# Material to process:
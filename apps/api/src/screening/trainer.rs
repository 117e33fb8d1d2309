//! Trainer — builds the classifier's per-field term-weight tables from a
//! labeled corpus.
//!
//! Weighting is TF-IDF shaped: a term's weight inside a field is its
//! frequency across that field's examples, scaled by a smoothed corpus-wide
//! inverse document frequency so generic résumé vocabulary ("responsible",
//! "team") stops dominating.

use std::collections::{BTreeMap, BTreeSet, HashMap, HashSet};

use chrono::Utc;

use crate::errors::AppError;
use crate::screening::catalog::Catalog;
use crate::screening::classifier::{ClassifierModel, FieldWeights};
use crate::screening::normalize::normalize;

/// One labeled training example, as supplied by the dataset collaborator.
#[derive(Debug, Clone)]
pub struct LabeledResume {
    pub text: String,
    pub job_field: String,
}

/// Trains a model for every field the catalog declares.
///
/// Fails with `InsufficientData` when any declared field has zero labeled
/// examples; no partial model is produced. Examples labeled with fields the
/// catalog does not declare are skipped (the dataset loader rejects them
/// earlier in the normal path). Idempotent: identical corpora produce
/// identical weight tables. The corpus is never mutated.
pub fn train(corpus: &[LabeledResume], catalog: &Catalog) -> Result<ClassifierModel, AppError> {
    let docs: Vec<(&str, Vec<String>)> = corpus
        .iter()
        .map(|example| (example.job_field.as_str(), normalize(&example.text).tokens))
        .collect();

    // Corpus-wide document frequencies, counting each term once per document.
    let corpus_size = docs.len();
    let mut doc_freq: HashMap<&str, usize> = HashMap::new();
    for (_, tokens) in &docs {
        let unique: HashSet<&str> = tokens.iter().map(String::as_str).collect();
        for term in unique {
            *doc_freq.entry(term).or_insert(0) += 1;
        }
    }

    let mut fields = Vec::with_capacity(catalog.fields().len());
    for field in catalog.fields() {
        let field_docs: Vec<&Vec<String>> = docs
            .iter()
            .filter(|(label, _)| *label == field.name)
            .map(|(_, tokens)| tokens)
            .collect();

        if field_docs.is_empty() {
            return Err(AppError::InsufficientData(format!(
                "field '{}' has no labeled examples in the training corpus",
                field.name
            )));
        }

        let mut term_counts: HashMap<&str, usize> = HashMap::new();
        let mut total_terms = 0usize;
        for tokens in &field_docs {
            for token in tokens.iter() {
                *term_counts.entry(token.as_str()).or_insert(0) += 1;
                total_terms += 1;
            }
        }

        let weights: BTreeMap<String, f64> = term_counts
            .into_iter()
            .map(|(term, count)| {
                let tf = count as f64 / total_terms.max(1) as f64;
                let df = *doc_freq.get(term).unwrap_or(&0);
                (term.to_string(), tf * smoothed_idf(df, corpus_size))
            })
            .collect();

        fields.push(FieldWeights {
            field: field.name.clone(),
            weights,
            example_count: field_docs.len(),
        });
    }

    Ok(ClassifierModel {
        vocabulary: build_vocabulary(&docs, catalog),
        fields,
        trained_at: Utc::now(),
    })
}

/// Smoothed IDF: `ln((N + 1) / (df + 1)) + 1`, bounded away from zero so
/// corpus-wide terms still carry some signal.
fn smoothed_idf(doc_freq: usize, corpus_size: usize) -> f64 {
    ((corpus_size as f64 + 1.0) / (doc_freq as f64 + 1.0)).ln() + 1.0
}

/// The vocabulary is every corpus term plus the catalog's requirement names
/// and synonyms (tokenized), so catalog-declared skills are always known to
/// the model even when the corpus never mentions them.
fn build_vocabulary(docs: &[(&str, Vec<String>)], catalog: &Catalog) -> Vec<String> {
    let mut vocabulary: BTreeSet<String> = docs
        .iter()
        .flat_map(|(_, tokens)| tokens.iter().cloned())
        .collect();

    for field in catalog.fields() {
        for req in &field.requirements {
            vocabulary.extend(normalize(&req.name).tokens);
            for synonym in &req.synonyms {
                vocabulary.extend(normalize(synonym).tokens);
            }
        }
    }

    vocabulary.into_iter().collect()
}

# Requirement:
Please go line by line through the records above, copying each one that holds the string "AppError".

# Answer space:
use crate::errors::AppError;
pub fn train(corpus: &[LabeledResume], catalog: &Catalog) -> Result<ClassifierModel, AppError> {
            return Err(AppError::InsufficientData(format!(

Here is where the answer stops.